IF YOU’RE MY AGE OR OLDER, YOU KNOW THIS FAMILY

The following is from MORE OF PAUL HARVEY’S THE REST OF THE STORYby Paul Aurandt (Paul Harvey, Jr.).

The Gianinnis

Her name is Doris Gianinni.  Gianinni is her maiden name.

She is proud of her Italian ancestry, especially proud of how it relates to our American history.

Doris’s family, five generations before, had been brought to this country at the behest of Thomas Jefferson.

Their home in the Old World was a little Italian town called Lucca.  The Gianinnis were growers of fruit trees and vines, tenders of vineyards, makers of wine.

About 1773, three years before our country was a country, the Gianinni family received a communication from America from a fellow countryman who had emigrated there some years before.

His name was Philip Mazzei.  Philip had only recently befriended revolutionary statesman Thomas Jefferson.  Their common interest was horticulture.

Mazzei and Jefferson discussed the feasibility of forming an agricultural company because Jefferson was fascinated by the prospect of growing exotic trees and vines in America.  Mazzei told Jefferson that they would need Italian laborers for the projects.

That’s when the Gianinnis entered the scene.  Philip Mazzei, at Jefferson’s request, prepared to take over land adjoining Jefferson’s Virginia estate.

“Come to America,” Mazzei wrote the Gianinnis.  “Let us accept this glorious challenge.”

The Gianinnis did come to America, worked with Mazzei and Jefferson.  The project lasted about four years, through the autumn of 1778.

Although the horticultural experiment suffered and eventually failed in the Virginia climate, Thomas Jefferson–through his association with Mazzei and the Gianinnis–gained a deep affinity for all things Mediterranean.

Historians recall that Jefferson favored friendship and trade between the United States and the Mediterranean countries, that he was particularly in awe of Italian agricultural skill and artistic heritage.

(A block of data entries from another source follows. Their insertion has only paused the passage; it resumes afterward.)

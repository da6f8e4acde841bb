use core::fmt;
use core::num::Saturating;

use crate::*;

#[derive(Copy, Clone, Debug, PartialEq, Eq)]
pub enum SessionState {
    /// Fresh puzzle, no accepted moves yet.
    Scrambled,
    Playing,
    Won,
    /// The player quit, nothing is accepted anymore.
    Ended,
}

impl SessionState {
    pub const fn is_won(self) -> bool {
        matches!(self, Self::Won)
    }

    pub const fn is_ended(self) -> bool {
        matches!(self, Self::Ended)
    }
}

impl Default for SessionState {
    fn default() -> Self {
        Self::Scrambled
    }
}

/// Discrete player input, already decoded by the front end.
#[derive(Copy, Clone, Debug, PartialEq, Eq)]
pub enum Action {
    ActivateCell(Coord2),
    /// A click on the rendered board, relative to its top-left corner.
    ActivatePixel { x: i32, y: i32 },
    Reset,
    Quit,
}

#[derive(Copy, Clone, Debug, PartialEq, Eq)]
pub enum Outcome {
    NoChange,
    Toggled,
    Won,
    Reset,
    Quit,
}

impl Outcome {
    pub const fn has_update(self) -> bool {
        !matches!(self, Self::NoChange)
    }
}

/// Text shown under the board.
#[derive(Copy, Clone, Debug, PartialEq, Eq)]
pub enum Status {
    Playing { clicks: u32 },
    Won { clicks: u32 },
    Ended,
}

impl fmt::Display for Status {
    fn fmt(&self, f: &mut fmt::Formatter<'_>) -> fmt::Result {
        match self {
            Self::Playing { clicks } => write!(f, "Clicks: {}", clicks),
            Self::Won { clicks } => write!(f, "You won! {} clicks", clicks),
            Self::Ended => f.write_str("Bye!"),
        }
    }
}

/// One interactive game: the grid, the click counter and the win state.
#[derive(Clone, Debug)]
pub struct Session {
    config: GameConfig,
    grid: Grid,
    scrambler: RandomScrambler,
    move_count: Saturating<u32>,
    state: SessionState,
}

impl Session {
    pub fn new(config: GameConfig, seed: u64) -> Result<Self> {
        let mut grid = Grid::new(config.size)?;
        let mut scrambler = RandomScrambler::new(seed, config.scrambles);
        scrambler.scramble(&mut grid);
        log::debug!(
            "new session {}x{} with {} scrambles, seed {}",
            config.size.0,
            config.size.1,
            config.scrambles,
            seed
        );

        Ok(Self {
            config,
            grid,
            scrambler,
            move_count: Saturating(0),
            state: Default::default(),
        })
    }

    pub fn config(&self) -> &GameConfig {
        &self.config
    }

    pub fn grid(&self) -> &Grid {
        &self.grid
    }

    pub fn size(&self) -> Coord2 {
        self.grid.size()
    }

    pub fn cell_at(&self, coords: Coord2) -> Option<Cell> {
        self.grid.cell_at(coords)
    }

    pub fn move_count(&self) -> u32 {
        self.move_count.0
    }

    pub fn state(&self) -> SessionState {
        self.state
    }

    pub fn is_won(&self) -> bool {
        self.state.is_won()
    }

    pub fn status(&self) -> Status {
        let clicks = self.move_count();
        match self.state {
            SessionState::Scrambled | SessionState::Playing => Status::Playing { clicks },
            SessionState::Won => Status::Won { clicks },
            SessionState::Ended => Status::Ended,
        }
    }

    pub fn apply(&mut self, action: Action) -> Result<Outcome> {
        use Action::*;

        self.check_not_ended()?;

        Ok(match action {
            ActivateCell(coords) => self.activate(coords),
            ActivatePixel { x, y } => match self.grid.cell_at_pixel((x, y), self.config.cell_size) {
                Some(coords) => self.activate(coords),
                None => {
                    log::trace!("click at ({}, {}) is off the board", x, y);
                    Outcome::NoChange
                }
            },
            Reset => {
                self.reset();
                Outcome::Reset
            }
            Quit => {
                log::debug!("session ended after {} clicks", self.move_count());
                self.state = SessionState::Ended;
                Outcome::Quit
            }
        })
    }

    fn activate(&mut self, coords: Coord2) -> Outcome {
        match self.grid.toggle(coords) {
            ToggleOutcome::Ignored => Outcome::NoChange,
            ToggleOutcome::Toggled => {
                self.move_count += 1;
                self.state = SessionState::Playing;
                Outcome::Toggled
            }
            ToggleOutcome::Solved => {
                self.move_count += 1;
                if !self.state.is_won() {
                    log::debug!("solved in {} clicks", self.move_count());
                }
                self.state = SessionState::Won;
                Outcome::Won
            }
        }
    }

    fn reset(&mut self) {
        self.move_count = Saturating(0);
        self.grid.reset();
        self.scrambler.scramble(&mut self.grid);
        self.state = SessionState::Scrambled;
        log::debug!("board reset and scrambled");
    }

    fn check_not_ended(&self) -> Result<()> {
        if self.state.is_ended() {
            Err(GameError::SessionEnded)
        } else {
            Ok(())
        }
    }
}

Jefferson’s respect is one reason Doris Gianinni is so proud of her family.  For after the Virginia experiment failed, Doris’s ancestors stayed in Virginia.

Now Doris represents a sixth generation of Gianinnis in America.  And her son is THE REST OF THE STORY.

He became a writer; because of something he wrote, we know his mother, Doris Gianinni.

We don’t know her by that name nor did we know previously about her Italian ancestry.

For nine years, however, she had been portrayed in the setting her son remembers, in the mountains of Virginia.  Her writer son is Earl Hamner.

Earl’s mother, whose Italian forefathers worked alongside Thomas Jefferson–Doris Gianinni we know as Olivia Walton.